Herzog ABD'yi Batı Şeria"daki Filistinlilere yönelik  saldırılar sebebiyleişgal rejimine yaptırım uygulamaması konusunda uyararak, "Bu büyük bir hata olurdu" dedi.

Herzog: İran dünya için en büyük tehdit

Cuma günü Amerikan basınında öne sürülen ancak detayları açıklanmayan, işgal rejiminden İran'a yönelik füze saldırısı iddialarına ilişkin soruları da yanıtlayan Herzog, "Bence bunun muğlak kalması daha iyi olur" ifadelerini kullandı.

Bild'e verdiği röportajda, dünyadaki istikrar için gerçek tehdidin İran olduğunu iddia eden siyonist  Herzog, "İran liderliğindeki bu şeytani imparatorluk, dünya meselelerini istikrarsızlaştırmak için inanılmaz önlemler alıyor" dedi.

İran'ın işgal rejimine  yönelik şiddetli saldırısının Avrupa'ya bir sinyal olduğunu savunan Herzog, "Eğer uyanmazlarsa, olabildiğince güçlü olmazlarsa ve NATO'daki koalisyonla bu şeytani imparatorluğa karşı savaşmazlarsa Avrupa gelecekte bunun bedelini ödeyebilir" ifadelerini kullandı.

Tahran'ın ileride nükleer bombaya sahip olabilme tehlikesini dünyanın geleceğine yönelik en büyük tehdit olarak nitelendiren Herzog, bu tehlike karşısında dünyayı birlikte hareket etmeye ve "gerekirse" savaşmaya davet etti.

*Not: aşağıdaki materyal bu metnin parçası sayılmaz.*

//! Orders pipeline: REST collection + dependent item fetches →
//! enriched orders → date-partitioned JSON Lines.
//!
//! Deduplicates across runs with a persisted seen-ID set: an order ID in
//! the set is never re-emitted. The set is saved only after every
//! partition write has succeeded, so a killed run reprocesses safely. A
//! parent whose dependent fetch exhausts its retries is skipped and
//! counted; the rest of the batch is unaffected.

use chrono::NaiveDate;
use serde_json::{Map, Value};
use std::collections::BTreeMap;
use tracing::{info, warn};

use crate::config::Config;
use crate::dlq::BadRecordLog;
use crate::error::PipelineError;
use crate::record::{BadRecord, CoercedRecord};
use crate::sink::write_partitioned_jsonl;
use crate::source::OrderSource;
use crate::state::SeenIdStore;
use crate::validate::{FieldKind, FieldRule, RecordRules, validate};

use super::{RunSummary, finalize_bad_records};

const PIPELINE: &str = "orders";

/// Validation rules for one order from the collection endpoint.
fn order_rules() -> RecordRules {
    RecordRules::new(vec![
        FieldRule::required("id", FieldKind::Int),
        FieldRule::required("order_date", FieldKind::Date),
        FieldRule::optional("customer_id", FieldKind::Text),
        FieldRule::optional("status", FieldKind::Text),
    ])
}

/// Validation rules for one order item from the dependent endpoint.
fn item_rules() -> RecordRules {
    RecordRules::new(vec![
        FieldRule::required("sku", FieldKind::Text),
        FieldRule::required("quantity", FieldKind::Int).at_least_one(),
        FieldRule::required("unit_price", FieldKind::Float).non_negative(),
    ])
}

/// An order assembled with its items, ready for output.
struct EnrichedOrder {
    id: String,
    order_date: NaiveDate,
    output: Value,
}

/// Build the output JSON for one enriched order.
fn enrich(order: &CoercedRecord, items: &[CoercedRecord]) -> Value {
    let mut obj = Map::new();
    for (name, value) in &order.fields {
        let key = if name == "id" { "order_id" } else { name.as_str() };
        obj.insert(key.to_string(), value.to_json());
    }
    // Unknown upstream fields pass through untouched
    for (name, value) in &order.extra {
        obj.entry(name.clone()).or_insert_with(|| value.clone());
    }

    let mut order_total = 0.0;
    let items_json: Vec<Value> = items
        .iter()
        .map(|item| {
            let quantity = item.int("quantity").unwrap_or_default();
            let unit_price = item.float("unit_price").unwrap_or_default();
            order_total += quantity as f64 * unit_price;
            let mut entry = Map::new();
            for (name, value) in &item.fields {
                entry.insert(name.clone(), value.to_json());
            }
            Value::Object(entry)
        })
        .collect();

    obj.insert("items".to_string(), Value::Array(items_json));
    obj.insert("order_total".to_string(), Value::from(order_total));
    Value::Object(obj)
}

/// Run the orders pipeline once.
pub async fn run(
    config: &Config,
    source: &dyn OrderSource,
) -> Result<RunSummary, PipelineError> {
    let mut summary = RunSummary::default();
    let run_stamp = chrono::Utc::now();

    // LOAD_STATE
    let mut seen = SeenIdStore::new(&config.paths.state_dir, PIPELINE);
    let loaded = seen.load().await;
    info!(pipeline = PIPELINE, seen_ids = loaded, "Loaded seen-ID set");

    let mut log = BadRecordLog::new(&config.paths.bad_records_dir, run_stamp.date_naive());

    // FETCH — a collection-level failure aborts the run, state untouched
    let raw_orders = source.list_orders().await?;
    summary.records_read = raw_orders.len();
    info!(pipeline = PIPELINE, orders = raw_orders.len(), "Fetched order collection");

    let order_rules = order_rules();
    let item_rules = item_rules();
    let mut enriched = Vec::new();

    for raw in raw_orders {
        // VALIDATE the parent
        let validation = validate(&order_rules, &raw);
        if !validation.is_valid() {
            summary.invalid += 1;
            log.record(BadRecord::new(
                "orders_api",
                Value::Object(raw),
                validation.violations,
            ));
            continue;
        }
        let order = validation.record;
        let id = order
            .int("id")
            .map(|n| n.to_string())
            .unwrap_or_default();
        let order_date = order.date("order_date").unwrap_or_default();

        // FETCH the dependent items; failure skips this parent only
        let raw_items = match source.fetch_items(&id).await {
            Ok(items) => items,
            Err(e) => {
                warn!(
                    pipeline = PIPELINE,
                    order_id = %id,
                    error = %e,
                    "Item fetch failed after retries, skipping order"
                );
                summary.skipped_parents += 1;
                log.record(BadRecord::new(
                    "order_items_fetch",
                    Value::Object(raw),
                    vec![e.to_string()],
                ));
                continue;
            }
        };

        // VALIDATE the children; a bad item invalidates the whole order
        let mut items = Vec::new();
        let mut item_violations = Vec::new();
        for raw_item in raw_items {
            let validation = validate(&item_rules, &raw_item);
            if validation.is_valid() {
                items.push(validation.record);
            } else {
                item_violations.extend(validation.violations);
            }
        }
        if !item_violations.is_empty() {
            summary.invalid += 1;
            log.record(BadRecord::new(
                "order_items_api",
                Value::Object(raw),
                item_violations,
            ));
            continue;
        }
        summary.valid += 1;

        // TRANSFORM: assemble the enriched entity before the dedup check
        let output = enrich(&order, &items);

        if seen.contains(&id) {
            summary.skipped_duplicates += 1;
            continue;
        }

        enriched.push(EnrichedOrder {
            id,
            order_date,
            output,
        });
    }

    // WRITE_SINK: one JSONL file per order-date partition
    if enriched.is_empty() {
        info!(pipeline = PIPELINE, "No new orders to write");
    } else {
        let mut by_date: BTreeMap<NaiveDate, Vec<&EnrichedOrder>> = BTreeMap::new();
        for order in &enriched {
            by_date.entry(order.order_date).or_default().push(order);
        }

        let root = config.paths.processed_output_dir.join("orders");
        let stem = format!("orders_{}", run_stamp.format("%Y%m%d-%H%M%S%3f"));
        for (date, orders) in by_date {
            let records: Vec<Value> = orders.iter().map(|o| o.output.clone()).collect();
            let path = write_partitioned_jsonl(&root, date, &stem, &records).await?;
            info!(
                pipeline = PIPELINE,
                date = %date,
                orders = records.len(),
                path = %path.display(),
                "Partition written"
            );
            summary.written += records.len();
            summary.output_paths.push(path);
        }
    }

    // WRITE_BAD_RECORDS
    finalize_bad_records(log, &mut summary);

    // UPDATE_STATE — only after every partition write succeeded
    if !enriched.is_empty() {
        for order in &enriched {
            seen.insert(&order.id);
        }
        seen.save().await?;
        info!(pipeline = PIPELINE, seen_ids = seen.len(), "Seen-ID set saved");
    }

    summary.log(PIPELINE);
    Ok(summary)
}
//! Declarative record validation.
//!
//! Rules are declared per field: required or optional, a target type to
//! coerce into, bounds, and enumerations, plus cross-field checks over
//! the coerced record. Validation is total: every record yields either a
//! coerced record with no violations, or a non-empty violation list —
//! all rules are checked so the bad-records log names every problem at
//! once, and an unparseable value is a violation, never a crash.

use serde_json::Value;
use std::collections::BTreeMap;

use crate::record::{CoercedRecord, FieldValue, RawRecord};

/// Target type a field is coerced into.
#[derive(Debug, Clone, Copy, PartialEq, Eq)]
pub enum FieldKind {
    Text,
    Int,
    Float,
    Date,
    DateTime,
}

/// A declarative rule for one field.
#[derive(Debug, Clone)]
pub struct FieldRule {
    name: &'static str,
    kind: FieldKind,
    required: bool,
    bound: Option<Bound>,
    allowed: Option<&'static [&'static str]>,
}

/// A numeric lower bound with its violation message.
#[derive(Debug, Clone)]
struct Bound {
    min: f64,
    exclusive: bool,
    message: String,
}

impl Bound {
    fn violated_by(&self, value: f64) -> bool {
        if self.exclusive {
            value <= self.min
        } else {
            value < self.min
        }
    }
}

impl FieldRule {
    pub fn required(name: &'static str, kind: FieldKind) -> Self {
        Self {
            name,
            kind,
            required: true,
            bound: None,
            allowed: None,
        }
    }

    pub fn optional(name: &'static str, kind: FieldKind) -> Self {
        Self {
            required: false,
            ..Self::required(name, kind)
        }
    }

    /// Reject values below zero.
    pub fn non_negative(mut self) -> Self {
        self.bound = Some(Bound {
            min: 0.0,
            exclusive: false,
            message: format!("{} must be non-negative", self.name),
        });
        self
    }

    /// Reject zero and below.
    pub fn positive(mut self) -> Self {
        self.bound = Some(Bound {
            min: 0.0,
            exclusive: true,
            message: format!("{} must be positive", self.name),
        });
        self
    }

    /// Reject values below one.
    pub fn at_least_one(mut self) -> Self {
        self.bound = Some(Bound {
            min: 1.0,
            exclusive: false,
            message: format!("{} must be at least 1", self.name),
        });
        self
    }

    /// Restrict to a fixed set of values.
    pub fn one_of(mut self, allowed: &'static [&'static str]) -> Self {
        self.allowed = Some(allowed);
        self
    }
}

/// A check over the whole coerced record, run after field coercion.
pub struct CrossRule {
    check: Box<dyn Fn(&CoercedRecord) -> Option<String> + Send + Sync>,
}

impl CrossRule {
    pub fn new<F>(check: F) -> Self
    where
        F: Fn(&CoercedRecord) -> Option<String> + Send + Sync + 'static,
    {
        Self {
            check: Box::new(check),
        }
    }
}

/// The rule set for one record shape.
pub struct RecordRules {
    fields: Vec<FieldRule>,
    cross: Vec<CrossRule>,
}

impl RecordRules {
    pub fn new(fields: Vec<FieldRule>) -> Self {
        Self {
            fields,
            cross: Vec::new(),
        }
    }

    pub fn with_cross(mut self, rule: CrossRule) -> Self {
        self.cross.push(rule);
        self
    }
}

/// Result of validating one record.
pub struct Validation {
    pub record: CoercedRecord,
    pub violations: Vec<String>,
}

impl Validation {
    pub fn is_valid(&self) -> bool {
        self.violations.is_empty()
    }
}

/// Validate `raw` against `rules`, collecting every violation.
pub fn validate(rules: &RecordRules, raw: &RawRecord) -> Validation {
    let mut fields = BTreeMap::new();
    let mut violations = Vec::new();

    for rule in &rules.fields {
        match raw.get(rule.name) {
            None | Some(Value::Null) => {
                if rule.required {
                    violations.push(format!("missing {}", rule.name));
                }
            }
            Some(value) => match coerce(rule.kind, value) {
                Some(coerced) => {
                    if rule.required && is_blank(&coerced) {
                        violations.push(format!("missing {}", rule.name));
                        continue;
                    }
                    if let Some(bound) = &rule.bound
                        && coerced.as_float().is_some_and(|f| bound.violated_by(f))
                    {
                        violations.push(bound.message.clone());
                        continue;
                    }
                    if let Some(allowed) = rule.allowed
                        && let Some(text) = coerced.as_text()
                        && !allowed.iter().any(|a| *a == text)
                    {
                        violations.push(format!("invalid {}: '{}'", rule.name, text));
                        continue;
                    }
                    fields.insert(rule.name.to_string(), coerced);
                }
                None => {
                    violations.push(format!("invalid {}: '{}'", rule.name, raw_display(value)));
                }
            },
        }
    }

    // Unrecognized input fields pass through untouched
    let extra = raw
        .iter()
        .filter(|(key, _)| !rules.fields.iter().any(|r| r.name == key.as_str()))
        .map(|(key, value)| (key.clone(), value.clone()))
        .collect();

    let record = CoercedRecord { fields, extra };

    // Cross-field checks only make sense once the fields themselves parsed
    if violations.is_empty() {
        for rule in &rules.cross {
            if let Some(violation) = (rule.check)(&record) {
                violations.push(violation);
            }
        }
    }

    Validation { record, violations }
}

fn is_blank(value: &FieldValue) -> bool {
    matches!(value, FieldValue::Text(s) if s.is_empty())
}

fn raw_display(value: &Value) -> String {
    match value {
        Value::String(s) => s.clone(),
        other => other.to_string(),
    }
}

fn coerce(kind: FieldKind, value: &Value) -> Option<FieldValue> {
    match kind {
        FieldKind::Text => value.as_str().map(|s| FieldValue::Text(s.trim().to_string())),
        FieldKind::Int => match value {
            Value::Number(n) => n.as_i64().map(FieldValue::Int),
            Value::String(s) => s.trim().parse::<i64>().ok().map(FieldValue::Int),
            _ => None,
        },
        FieldKind::Float => match value {
            Value::Number(n) => n.as_f64().map(FieldValue::Float),
            Value::String(s) => s.trim().parse::<f64>().ok().map(FieldValue::Float),
            _ => None,
        },
        FieldKind::Date => value
            .as_str()
            .and_then(|s| s.trim().parse::<chrono::NaiveDate>().ok())
            .map(FieldValue::Date),
        FieldKind::DateTime => value
            .as_str()
            .and_then(|s| chrono::DateTime::parse_from_rfc3339(s.trim()).ok())
            .map(|t| FieldValue::DateTime(t.to_utc())),
    }
}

"Hiçbirimiz savaşa gitmek istemiyoruz, hiçbirimiz kan dökmek istemiyoruz, hepimiz düzgün ve iyi bir hayata değer veriyoruz" diyen Herzog, "Ancak Batı medeniyeti ve özgür dünya, bir düşmanın var olduğu anlayışını yayması gerekiyor. Onlar son derece köktenci bir Müslüman ideolojisine sahip" dedi.

"İran halkı ayaklanacak"

Herzog, Tahran rejiminin işgal rejiminin güçlü yönlerini ve yeteneklerini yanlış değerlendirdiğini dile getirdi. İşgal rejiminin  dayanıklılığını vurgulayan Herzog, İran halkının da rejime karşı ayaklanacağı görüşünü savundu.

7 Ekim operasyonu sırasında kaçırılan ve hala Hamas’ın elinde bulunan esirlerle ilgili de konuşan Herzog, "Kalplerimiz kanıyor. Gazze'de 133 İsrailli var. Kimse nerede ve nasıl olduklarını bilmiyor. Sadece aileleri ve sevenleri için değil tüm ulus için büyük bir trajedi" dedi.

Herzog, Hamas'ın Gazze lideri Yahya Sinvar'ı canlı ya da ölü olarak yakalamak zorunda olduklarını, bunun kendileri için hayati öneme sahip olduğunu da sözlerine ekledi.